A few optional Sub-TLVs are defined, which are Primary Ingress Sub-TLV, Service Sub-TLV and Traffic Description Sub-TLV.

5.1.1. Primary Ingress Sub-TLV

A Primary Ingress Sub-TLV indicates the IP address of the primary ingress node of a primary SR path. It has two formats: one for primary ingress node IPv4 address and the other for primary ingress node IPv6 address, which are illustrated below.

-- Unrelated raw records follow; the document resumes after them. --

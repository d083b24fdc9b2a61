//! WASM bindings for the crop session.
//!
//! The session is the stateful object an embedding drives: construct it with
//! the source pixel size and configuration, forward layout and gesture
//! events, then call `crop` once on confirmation.
//!
//! # Example (TypeScript)
//!
//! ```typescript
//! const session = new JsCropSession(4000, 3000, AspectRatio.Square, 5.0, false, 4.0);
//! session.on_mask_resize(400, 300);
//!
//! // forwarded from the host's gesture recognizers
//! session.on_magnify(pinch.magnitude);
//! session.on_magnify_end();
//!
//! const cropped = session.crop(image, orientation);
//! if (cropped === undefined) {
//!   // the crop failed; prompt the user to retry with a new session
//! }
//! ```

use cropkit_core::{CropConfig, CropSession, Orientation, SessionPhase, Size, Vec2};
use wasm_bindgen::prelude::*;

use crate::types::{aspect_from_u8, JsSourceImage};

/// One crop session over one image, driven from JavaScript.
#[wasm_bindgen]
pub struct JsCropSession {
    inner: CropSession,
}

#[wasm_bindgen]
impl JsCropSession {
    /// Start a session for an image of the given pixel size.
    ///
    /// # Arguments
    ///
    /// * `original_width`, `original_height` - source image pixel size
    /// * `aspect_ratio` - ratio code (0 = 1:1, 1 = 4:3, 2 = 3:4, 3 = 16:9, 4 = 9:16)
    /// * `max_magnification_scale` - upper bound on zoom (must be positive)
    /// * `rotate_image` - enables the rotation gesture and pre-crop rotation
    /// * `zoom_sensitivity` - magnification responsiveness (must be positive)
    #[wasm_bindgen(constructor)]
    pub fn new(
        original_width: f64,
        original_height: f64,
        aspect_ratio: u8,
        max_magnification_scale: f64,
        rotate_image: bool,
        zoom_sensitivity: f64,
    ) -> JsCropSession {
        let config = CropConfig {
            max_magnification_scale,
            rotate_image,
            zoom_sensitivity,
        };
        JsCropSession {
            inner: CropSession::new(
                Size::new(original_width, original_height),
                aspect_from_u8(aspect_ratio),
                config,
            ),
        }
    }

    /// Report the available layout area. Must be called whenever the
    /// container resizes; gestures are ignored until the first call.
    pub fn on_mask_resize(&mut self, width: f64, height: f64) {
        self.inner.on_mask_resize(Size::new(width, height));
    }

    /// Switch the mask to a different ratio code.
    pub fn set_aspect_ratio(&mut self, aspect_ratio: u8) {
        self.inner.set_aspect_ratio(aspect_from_u8(aspect_ratio));
    }

    /// Handle a magnification delta (1.0 = no change). Returns the scale.
    pub fn on_magnify(&mut self, raw_magnitude: f64) -> f64 {
        self.inner.on_magnify(raw_magnitude)
    }

    /// Commit the magnification gesture.
    pub fn on_magnify_end(&mut self) {
        self.inner.on_magnify_end();
    }

    /// Handle a drag translation measured from the gesture's start.
    pub fn on_drag(&mut self, x: f64, y: f64) {
        self.inner.on_drag(Vec2::new(x, y));
    }

    /// Commit the drag gesture.
    pub fn on_drag_end(&mut self) {
        self.inner.on_drag_end();
    }

    /// Handle a rotation update in radians (positive = counter-clockwise).
    /// Ignored unless rotation was enabled at construction.
    pub fn on_rotate(&mut self, angle: f64) -> f64 {
        self.inner.on_rotate(angle)
    }

    /// Commit the rotation gesture.
    pub fn on_rotate_end(&mut self) {
        self.inner.on_rotate_end();
    }

    /// Current magnification.
    #[wasm_bindgen(getter)]
    pub fn scale(&self) -> f64 {
        self.inner.scale()
    }

    /// Current pan offset, x component.
    #[wasm_bindgen(getter)]
    pub fn offset_x(&self) -> f64 {
        self.inner.offset().x
    }

    /// Current pan offset, y component.
    #[wasm_bindgen(getter)]
    pub fn offset_y(&self) -> f64 {
        self.inner.offset().y
    }

    /// Current rotation angle in radians.
    #[wasm_bindgen(getter)]
    pub fn angle(&self) -> f64 {
        self.inner.angle()
    }

    /// On-screen mask width for the current layout.
    #[wasm_bindgen(getter)]
    pub fn mask_width(&self) -> f64 {
        self.inner.geometry().mask_size.width
    }

    /// On-screen mask height for the current layout.
    #[wasm_bindgen(getter)]
    pub fn mask_height(&self) -> f64 {
        self.inner.geometry().mask_size.height
    }

    /// True once the crop has run, successfully or not.
    #[wasm_bindgen(getter)]
    pub fn is_finished(&self) -> bool {
        matches!(
            self.inner.phase(),
            SessionPhase::Done | SessionPhase::Failed
        )
    }

    /// The full display geometry as `{ image_size_in_view, mask_size }`.
    pub fn geometry(&self) -> JsValue {
        serde_wasm_bindgen::to_value(self.inner.geometry()).unwrap_or(JsValue::NULL)
    }

    /// The live and committed transform values.
    pub fn transform(&self) -> JsValue {
        serde_wasm_bindgen::to_value(self.inner.transform()).unwrap_or(JsValue::NULL)
    }

    /// Materialize the crop. Terminal: the session accepts no gestures
    /// afterwards.
    ///
    /// `orientation` is the EXIF orientation value (1-8) of the source
    /// pixels; pass 1 for already-upright data.
    ///
    /// # Returns
    ///
    /// The cropped image, or `undefined` if any pipeline step failed. There
    /// is no partial result; retrying means constructing a new session.
    pub fn crop(&mut self, image: &JsSourceImage, orientation: u32) -> Option<JsSourceImage> {
        let source = image.to_source();
        self.inner
            .crop(&source, Orientation::from(orientation))
            .ok()
            .map(JsSourceImage::from_source)
    }
}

  0                   1                   2                   3
  0 1 2 3 4 5 6 7 8 9 0 1 2 3 4 5 6 7 8 9 0 1 2 3 4 5 6 7 8 9 0 1
 +-+-+-+-+-+-+-+-+-+-+-+-+-+-+-+-+
 |    Type (1)   |   Length (4)  |
 +-+-+-+-+-+-+-+-+-+-+-+-+-+-+-+-+-+-+-+-+-+-+-+-+-+-+-+-+-+-+-+-+
 |            Primary Ingress IPv4 Address (4 octets)            |
 +-+-+-+-+-+-+-+-+-+-+-+-+-+-+-+-+-+-+-+-+-+-+-+-+-+-+-+-+-+-+-+-+
Figure 3: Primary Ingress IPv4 Address Sub-TLV
Type:
Its value (1 suggested) is to be assigned by IANA.
Length:
4.
Primary Ingress IPv4 Address:
4 octets. It represents an IPv4 host address of the primary ingress node of a primary SR path.
  0                   1                   2                   3
  0 1 2 3 4 5 6 7 8 9 0 1 2 3 4 5 6 7 8 9 0 1 2 3 4 5 6 7 8 9 0 1
 +-+-+-+-+-+-+-+-+-+-+-+-+-+-+-+-+
 |    Type (2)   |  Length (16)  |
 +-+-+-+-+-+-+-+-+-+-+-+-+-+-+-+-+-+-+-+-+-+-+-+-+-+-+-+-+-+-+-+-+
 |            Primary Ingress IPv6 Address (16 octets)           |
 ~                                                               ~
 +-+-+-+-+-+-+-+-+-+-+-+-+-+-+-+-+-+-+-+-+-+-+-+-+-+-+-+-+-+-+-+-+
Figure 4: Primary Ingress IPv6 Address Sub-TLV
Type:
Its value (2 suggested) is to be assigned by IANA.
Length:
16.
Primary Ingress IPv6 Address:
16 octets. It represents an IPv6 host address of the primary ingress node of a primary SR path.

5.1.2. Service Sub-TLV

A Service Sub-TLV contains a service ID or label to be added into a packet to be carried by a SR path. It has three formats: the first one for the service identified by a label, the second one for the service identified by a service identifier (ID) of 32 bits, and the third one for the service identified by a service identifier (ID) of 128 bits. Their formats are illustrated below.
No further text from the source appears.